YOUR ASSIGNMENT ->
Where the data below has the string "expect", return the whole line.

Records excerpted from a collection
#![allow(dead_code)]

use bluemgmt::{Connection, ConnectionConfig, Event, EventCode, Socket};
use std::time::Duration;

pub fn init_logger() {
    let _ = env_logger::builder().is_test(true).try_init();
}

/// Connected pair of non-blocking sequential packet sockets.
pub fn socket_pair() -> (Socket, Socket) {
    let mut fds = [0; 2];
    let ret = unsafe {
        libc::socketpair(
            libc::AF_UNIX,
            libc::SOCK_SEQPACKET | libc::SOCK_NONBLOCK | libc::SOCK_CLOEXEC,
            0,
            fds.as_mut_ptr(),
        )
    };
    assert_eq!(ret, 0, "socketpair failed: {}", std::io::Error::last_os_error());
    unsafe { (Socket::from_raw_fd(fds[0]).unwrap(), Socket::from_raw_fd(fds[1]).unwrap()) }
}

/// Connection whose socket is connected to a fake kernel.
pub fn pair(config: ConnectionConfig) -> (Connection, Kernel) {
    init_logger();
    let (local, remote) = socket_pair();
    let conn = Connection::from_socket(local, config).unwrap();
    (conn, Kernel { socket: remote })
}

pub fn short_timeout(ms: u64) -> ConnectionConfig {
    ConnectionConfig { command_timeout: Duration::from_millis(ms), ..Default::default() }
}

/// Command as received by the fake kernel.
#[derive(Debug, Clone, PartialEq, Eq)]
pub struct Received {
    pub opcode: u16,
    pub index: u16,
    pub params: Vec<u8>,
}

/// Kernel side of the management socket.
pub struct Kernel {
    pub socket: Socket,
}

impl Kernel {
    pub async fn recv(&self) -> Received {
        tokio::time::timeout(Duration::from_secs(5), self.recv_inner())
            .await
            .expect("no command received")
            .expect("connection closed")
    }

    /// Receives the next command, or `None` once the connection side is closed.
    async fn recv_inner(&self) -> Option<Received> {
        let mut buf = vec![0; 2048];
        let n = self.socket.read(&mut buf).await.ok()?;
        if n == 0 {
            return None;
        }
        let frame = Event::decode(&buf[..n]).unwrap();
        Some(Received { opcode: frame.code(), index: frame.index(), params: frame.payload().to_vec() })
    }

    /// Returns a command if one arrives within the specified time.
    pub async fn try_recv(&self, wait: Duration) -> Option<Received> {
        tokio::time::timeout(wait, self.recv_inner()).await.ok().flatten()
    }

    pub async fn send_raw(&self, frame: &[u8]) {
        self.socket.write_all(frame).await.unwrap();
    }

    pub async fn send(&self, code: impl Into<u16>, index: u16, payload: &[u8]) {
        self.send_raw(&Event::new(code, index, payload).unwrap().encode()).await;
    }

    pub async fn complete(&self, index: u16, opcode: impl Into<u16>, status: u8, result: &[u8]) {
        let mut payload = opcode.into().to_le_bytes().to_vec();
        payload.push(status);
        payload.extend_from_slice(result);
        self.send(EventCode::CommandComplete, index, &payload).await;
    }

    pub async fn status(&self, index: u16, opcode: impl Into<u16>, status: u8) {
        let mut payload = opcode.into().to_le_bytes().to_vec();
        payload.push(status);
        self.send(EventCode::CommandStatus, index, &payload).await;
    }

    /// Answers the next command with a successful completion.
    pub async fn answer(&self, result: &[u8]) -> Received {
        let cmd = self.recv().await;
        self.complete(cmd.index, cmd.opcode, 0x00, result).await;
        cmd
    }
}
--
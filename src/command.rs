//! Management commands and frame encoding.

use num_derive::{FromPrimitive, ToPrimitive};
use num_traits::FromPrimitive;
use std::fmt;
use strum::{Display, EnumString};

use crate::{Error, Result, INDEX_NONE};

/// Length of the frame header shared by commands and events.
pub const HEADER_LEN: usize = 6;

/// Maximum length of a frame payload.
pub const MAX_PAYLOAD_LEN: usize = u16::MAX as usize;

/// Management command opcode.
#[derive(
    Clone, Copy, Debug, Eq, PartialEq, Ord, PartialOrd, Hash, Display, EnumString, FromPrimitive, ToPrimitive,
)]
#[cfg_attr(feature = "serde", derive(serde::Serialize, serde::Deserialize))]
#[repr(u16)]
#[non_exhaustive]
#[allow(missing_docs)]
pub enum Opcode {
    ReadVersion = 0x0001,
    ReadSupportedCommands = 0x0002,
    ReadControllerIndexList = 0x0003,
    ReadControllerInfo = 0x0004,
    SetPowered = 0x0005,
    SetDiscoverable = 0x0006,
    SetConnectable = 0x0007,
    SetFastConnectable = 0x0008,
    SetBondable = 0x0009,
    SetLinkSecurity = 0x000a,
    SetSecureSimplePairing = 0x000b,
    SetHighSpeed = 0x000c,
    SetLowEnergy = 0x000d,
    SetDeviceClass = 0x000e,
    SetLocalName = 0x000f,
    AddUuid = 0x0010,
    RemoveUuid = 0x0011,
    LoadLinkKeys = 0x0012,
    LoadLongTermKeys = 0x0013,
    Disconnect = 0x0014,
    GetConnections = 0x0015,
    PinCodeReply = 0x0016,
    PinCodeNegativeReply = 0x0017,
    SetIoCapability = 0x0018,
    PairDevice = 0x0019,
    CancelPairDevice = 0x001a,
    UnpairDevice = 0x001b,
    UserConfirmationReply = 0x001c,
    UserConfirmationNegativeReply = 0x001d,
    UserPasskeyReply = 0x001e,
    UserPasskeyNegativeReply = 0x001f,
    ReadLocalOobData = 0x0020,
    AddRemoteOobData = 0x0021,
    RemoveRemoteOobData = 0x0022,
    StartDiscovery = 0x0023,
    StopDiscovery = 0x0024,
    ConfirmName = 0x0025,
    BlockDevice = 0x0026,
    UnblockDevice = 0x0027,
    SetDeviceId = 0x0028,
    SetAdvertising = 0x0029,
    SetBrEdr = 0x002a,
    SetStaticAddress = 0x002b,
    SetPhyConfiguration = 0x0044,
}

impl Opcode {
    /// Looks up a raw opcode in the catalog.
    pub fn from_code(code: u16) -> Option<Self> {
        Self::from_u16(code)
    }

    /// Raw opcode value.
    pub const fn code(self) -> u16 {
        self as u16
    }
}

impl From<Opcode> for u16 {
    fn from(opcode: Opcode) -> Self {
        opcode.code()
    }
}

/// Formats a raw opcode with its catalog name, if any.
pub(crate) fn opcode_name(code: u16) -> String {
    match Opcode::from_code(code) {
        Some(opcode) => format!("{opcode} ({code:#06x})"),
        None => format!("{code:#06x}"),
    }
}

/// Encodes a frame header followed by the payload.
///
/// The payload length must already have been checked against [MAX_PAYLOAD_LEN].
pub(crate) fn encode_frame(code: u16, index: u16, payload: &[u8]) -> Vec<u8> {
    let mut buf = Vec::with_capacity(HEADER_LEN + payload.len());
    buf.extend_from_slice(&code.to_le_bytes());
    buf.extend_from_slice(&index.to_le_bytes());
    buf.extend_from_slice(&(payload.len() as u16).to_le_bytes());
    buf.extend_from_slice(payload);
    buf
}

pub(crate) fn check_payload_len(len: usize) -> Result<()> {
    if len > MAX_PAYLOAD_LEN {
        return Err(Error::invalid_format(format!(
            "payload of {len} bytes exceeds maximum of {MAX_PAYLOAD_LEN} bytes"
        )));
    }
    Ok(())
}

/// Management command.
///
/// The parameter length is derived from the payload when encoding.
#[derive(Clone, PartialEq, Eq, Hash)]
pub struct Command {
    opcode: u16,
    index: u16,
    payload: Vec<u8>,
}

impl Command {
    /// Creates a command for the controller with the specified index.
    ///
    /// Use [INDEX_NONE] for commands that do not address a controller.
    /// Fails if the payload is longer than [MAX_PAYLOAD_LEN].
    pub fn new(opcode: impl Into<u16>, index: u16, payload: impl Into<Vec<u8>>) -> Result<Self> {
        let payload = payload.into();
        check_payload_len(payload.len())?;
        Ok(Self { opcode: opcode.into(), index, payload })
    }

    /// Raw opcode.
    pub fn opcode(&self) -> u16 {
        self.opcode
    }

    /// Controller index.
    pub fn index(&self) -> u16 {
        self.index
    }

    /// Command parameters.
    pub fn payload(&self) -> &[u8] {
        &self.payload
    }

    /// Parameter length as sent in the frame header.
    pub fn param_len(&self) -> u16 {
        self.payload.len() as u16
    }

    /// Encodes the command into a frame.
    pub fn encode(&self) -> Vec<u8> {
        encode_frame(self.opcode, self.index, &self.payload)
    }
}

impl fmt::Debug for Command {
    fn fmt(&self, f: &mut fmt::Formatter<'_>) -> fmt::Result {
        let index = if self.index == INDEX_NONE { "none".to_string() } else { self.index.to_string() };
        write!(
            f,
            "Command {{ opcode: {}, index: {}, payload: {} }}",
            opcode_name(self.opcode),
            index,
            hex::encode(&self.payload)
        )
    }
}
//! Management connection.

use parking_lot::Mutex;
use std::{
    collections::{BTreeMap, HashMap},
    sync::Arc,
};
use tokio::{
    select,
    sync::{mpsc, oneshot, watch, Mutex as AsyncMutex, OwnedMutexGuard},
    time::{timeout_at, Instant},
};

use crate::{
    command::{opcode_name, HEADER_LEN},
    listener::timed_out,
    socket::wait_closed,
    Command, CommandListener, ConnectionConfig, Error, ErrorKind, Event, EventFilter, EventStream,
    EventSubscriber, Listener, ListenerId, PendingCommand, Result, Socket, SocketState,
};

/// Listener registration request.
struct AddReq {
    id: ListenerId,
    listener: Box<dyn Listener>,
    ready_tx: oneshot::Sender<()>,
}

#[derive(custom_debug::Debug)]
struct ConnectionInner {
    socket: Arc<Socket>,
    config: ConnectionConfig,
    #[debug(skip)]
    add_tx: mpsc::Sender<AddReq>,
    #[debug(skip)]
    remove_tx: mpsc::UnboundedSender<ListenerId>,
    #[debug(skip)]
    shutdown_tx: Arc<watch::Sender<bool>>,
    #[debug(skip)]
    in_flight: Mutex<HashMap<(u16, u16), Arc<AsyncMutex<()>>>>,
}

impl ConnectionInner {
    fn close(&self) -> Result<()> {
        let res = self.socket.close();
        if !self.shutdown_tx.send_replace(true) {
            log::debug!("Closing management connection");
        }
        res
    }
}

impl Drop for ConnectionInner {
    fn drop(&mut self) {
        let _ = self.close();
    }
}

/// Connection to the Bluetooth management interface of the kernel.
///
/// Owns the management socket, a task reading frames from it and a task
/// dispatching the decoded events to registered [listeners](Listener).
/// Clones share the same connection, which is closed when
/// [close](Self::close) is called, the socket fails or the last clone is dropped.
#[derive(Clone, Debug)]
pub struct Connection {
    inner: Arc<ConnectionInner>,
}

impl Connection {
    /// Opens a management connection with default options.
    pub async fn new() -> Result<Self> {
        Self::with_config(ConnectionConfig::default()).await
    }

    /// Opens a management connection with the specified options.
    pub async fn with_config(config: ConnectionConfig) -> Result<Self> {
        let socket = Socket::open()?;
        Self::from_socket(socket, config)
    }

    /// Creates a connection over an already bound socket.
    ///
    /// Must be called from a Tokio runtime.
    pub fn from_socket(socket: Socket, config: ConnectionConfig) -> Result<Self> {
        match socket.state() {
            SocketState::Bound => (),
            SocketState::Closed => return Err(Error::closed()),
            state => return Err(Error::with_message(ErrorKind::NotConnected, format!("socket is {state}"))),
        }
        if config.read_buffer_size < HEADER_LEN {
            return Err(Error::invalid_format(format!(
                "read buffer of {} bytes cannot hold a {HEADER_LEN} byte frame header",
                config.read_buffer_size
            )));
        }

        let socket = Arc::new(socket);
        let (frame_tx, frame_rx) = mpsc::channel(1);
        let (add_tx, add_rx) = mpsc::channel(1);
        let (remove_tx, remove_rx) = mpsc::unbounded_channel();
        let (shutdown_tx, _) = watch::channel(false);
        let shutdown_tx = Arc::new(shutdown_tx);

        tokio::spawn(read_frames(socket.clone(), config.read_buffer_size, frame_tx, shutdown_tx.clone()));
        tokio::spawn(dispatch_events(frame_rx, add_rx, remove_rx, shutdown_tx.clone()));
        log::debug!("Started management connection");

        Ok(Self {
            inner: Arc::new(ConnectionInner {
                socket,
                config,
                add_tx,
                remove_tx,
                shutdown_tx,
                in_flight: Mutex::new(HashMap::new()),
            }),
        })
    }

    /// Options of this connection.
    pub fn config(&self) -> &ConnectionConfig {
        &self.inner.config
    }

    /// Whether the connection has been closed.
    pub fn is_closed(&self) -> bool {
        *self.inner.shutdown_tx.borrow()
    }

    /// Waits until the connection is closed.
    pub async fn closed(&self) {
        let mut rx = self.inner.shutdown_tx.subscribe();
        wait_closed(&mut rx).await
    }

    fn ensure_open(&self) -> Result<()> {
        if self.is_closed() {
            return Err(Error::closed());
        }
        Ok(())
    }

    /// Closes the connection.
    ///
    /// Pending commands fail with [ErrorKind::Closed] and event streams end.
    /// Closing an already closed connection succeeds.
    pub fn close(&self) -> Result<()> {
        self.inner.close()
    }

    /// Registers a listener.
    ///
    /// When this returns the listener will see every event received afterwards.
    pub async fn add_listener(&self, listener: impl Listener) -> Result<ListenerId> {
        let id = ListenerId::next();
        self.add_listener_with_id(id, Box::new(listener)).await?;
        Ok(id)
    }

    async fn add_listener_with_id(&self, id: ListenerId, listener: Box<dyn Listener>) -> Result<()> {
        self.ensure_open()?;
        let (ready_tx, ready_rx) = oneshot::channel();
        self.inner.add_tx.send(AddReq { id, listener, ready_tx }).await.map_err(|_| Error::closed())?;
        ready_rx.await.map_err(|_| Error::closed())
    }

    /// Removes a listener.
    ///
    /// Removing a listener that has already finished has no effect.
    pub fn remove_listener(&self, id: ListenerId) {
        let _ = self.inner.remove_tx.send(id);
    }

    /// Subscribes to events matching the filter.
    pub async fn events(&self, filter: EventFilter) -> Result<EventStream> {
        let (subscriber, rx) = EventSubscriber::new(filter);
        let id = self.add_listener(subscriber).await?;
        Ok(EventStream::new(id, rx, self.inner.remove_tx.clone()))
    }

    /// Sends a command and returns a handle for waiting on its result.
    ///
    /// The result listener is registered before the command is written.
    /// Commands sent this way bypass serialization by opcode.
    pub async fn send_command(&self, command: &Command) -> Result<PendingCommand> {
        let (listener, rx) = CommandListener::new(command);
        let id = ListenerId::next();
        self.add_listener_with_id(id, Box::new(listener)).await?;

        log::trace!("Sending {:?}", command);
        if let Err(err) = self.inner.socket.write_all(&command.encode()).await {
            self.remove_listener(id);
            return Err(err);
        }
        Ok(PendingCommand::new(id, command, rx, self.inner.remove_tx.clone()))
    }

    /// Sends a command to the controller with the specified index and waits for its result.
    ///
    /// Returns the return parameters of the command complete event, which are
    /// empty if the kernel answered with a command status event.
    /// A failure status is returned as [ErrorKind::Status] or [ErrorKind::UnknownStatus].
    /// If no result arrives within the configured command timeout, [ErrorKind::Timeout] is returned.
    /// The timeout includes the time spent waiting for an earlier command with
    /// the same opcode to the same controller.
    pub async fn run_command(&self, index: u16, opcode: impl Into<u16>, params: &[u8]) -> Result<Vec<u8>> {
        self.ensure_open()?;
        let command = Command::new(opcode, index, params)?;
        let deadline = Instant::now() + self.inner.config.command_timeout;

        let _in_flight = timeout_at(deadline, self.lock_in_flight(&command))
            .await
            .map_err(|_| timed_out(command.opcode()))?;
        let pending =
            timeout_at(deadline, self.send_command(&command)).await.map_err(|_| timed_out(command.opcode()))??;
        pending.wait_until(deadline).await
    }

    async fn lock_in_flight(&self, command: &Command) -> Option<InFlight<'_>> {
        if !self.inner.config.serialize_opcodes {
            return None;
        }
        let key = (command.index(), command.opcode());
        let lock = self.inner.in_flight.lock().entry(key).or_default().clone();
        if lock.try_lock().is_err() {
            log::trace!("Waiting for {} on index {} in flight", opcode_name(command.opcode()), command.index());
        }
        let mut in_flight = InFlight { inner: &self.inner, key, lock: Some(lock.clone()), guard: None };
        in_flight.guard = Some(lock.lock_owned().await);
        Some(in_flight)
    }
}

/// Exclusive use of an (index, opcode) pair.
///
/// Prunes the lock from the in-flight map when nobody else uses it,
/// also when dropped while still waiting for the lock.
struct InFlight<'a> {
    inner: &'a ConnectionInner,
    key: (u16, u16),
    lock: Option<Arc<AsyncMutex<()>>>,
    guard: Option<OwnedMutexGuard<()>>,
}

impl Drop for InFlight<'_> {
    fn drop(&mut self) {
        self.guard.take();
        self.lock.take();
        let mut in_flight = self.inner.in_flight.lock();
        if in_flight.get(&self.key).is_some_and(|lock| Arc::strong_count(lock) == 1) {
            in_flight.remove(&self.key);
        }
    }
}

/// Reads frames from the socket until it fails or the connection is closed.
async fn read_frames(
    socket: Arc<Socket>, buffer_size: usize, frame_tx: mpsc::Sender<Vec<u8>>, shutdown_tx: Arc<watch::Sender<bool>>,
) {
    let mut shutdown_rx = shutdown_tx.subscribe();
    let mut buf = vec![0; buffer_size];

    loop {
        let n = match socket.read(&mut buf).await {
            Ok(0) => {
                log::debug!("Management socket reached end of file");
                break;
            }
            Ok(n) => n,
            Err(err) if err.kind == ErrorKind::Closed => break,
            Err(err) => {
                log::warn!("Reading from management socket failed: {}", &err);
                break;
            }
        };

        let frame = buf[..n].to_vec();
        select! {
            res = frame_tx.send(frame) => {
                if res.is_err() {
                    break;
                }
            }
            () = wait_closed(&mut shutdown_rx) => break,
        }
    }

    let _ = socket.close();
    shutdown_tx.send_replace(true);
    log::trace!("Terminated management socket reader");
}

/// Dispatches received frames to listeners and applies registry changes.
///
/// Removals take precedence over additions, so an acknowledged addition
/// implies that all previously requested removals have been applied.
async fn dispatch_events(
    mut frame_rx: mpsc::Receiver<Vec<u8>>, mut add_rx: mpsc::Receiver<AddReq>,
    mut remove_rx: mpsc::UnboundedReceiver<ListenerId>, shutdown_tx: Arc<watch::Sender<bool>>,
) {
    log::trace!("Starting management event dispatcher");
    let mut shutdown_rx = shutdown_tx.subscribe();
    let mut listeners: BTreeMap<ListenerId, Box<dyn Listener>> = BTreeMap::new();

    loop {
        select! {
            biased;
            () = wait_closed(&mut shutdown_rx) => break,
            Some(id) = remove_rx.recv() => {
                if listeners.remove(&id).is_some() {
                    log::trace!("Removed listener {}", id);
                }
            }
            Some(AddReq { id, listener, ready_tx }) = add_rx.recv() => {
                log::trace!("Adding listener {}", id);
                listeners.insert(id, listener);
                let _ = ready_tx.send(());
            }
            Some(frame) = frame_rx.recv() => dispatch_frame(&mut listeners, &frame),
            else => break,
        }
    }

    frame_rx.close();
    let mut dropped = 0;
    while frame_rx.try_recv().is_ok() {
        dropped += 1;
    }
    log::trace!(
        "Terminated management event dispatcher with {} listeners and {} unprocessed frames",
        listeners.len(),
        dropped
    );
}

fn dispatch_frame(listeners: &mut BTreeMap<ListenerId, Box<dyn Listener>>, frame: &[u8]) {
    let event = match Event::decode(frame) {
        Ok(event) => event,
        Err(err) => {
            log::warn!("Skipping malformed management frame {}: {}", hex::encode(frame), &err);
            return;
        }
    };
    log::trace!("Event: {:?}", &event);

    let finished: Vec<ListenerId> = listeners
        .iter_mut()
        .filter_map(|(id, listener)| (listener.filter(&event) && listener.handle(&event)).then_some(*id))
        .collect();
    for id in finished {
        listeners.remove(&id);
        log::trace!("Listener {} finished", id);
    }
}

SOLUTION TO THIS TASK ->
            .expect("no command received")
            .expect("connection closed")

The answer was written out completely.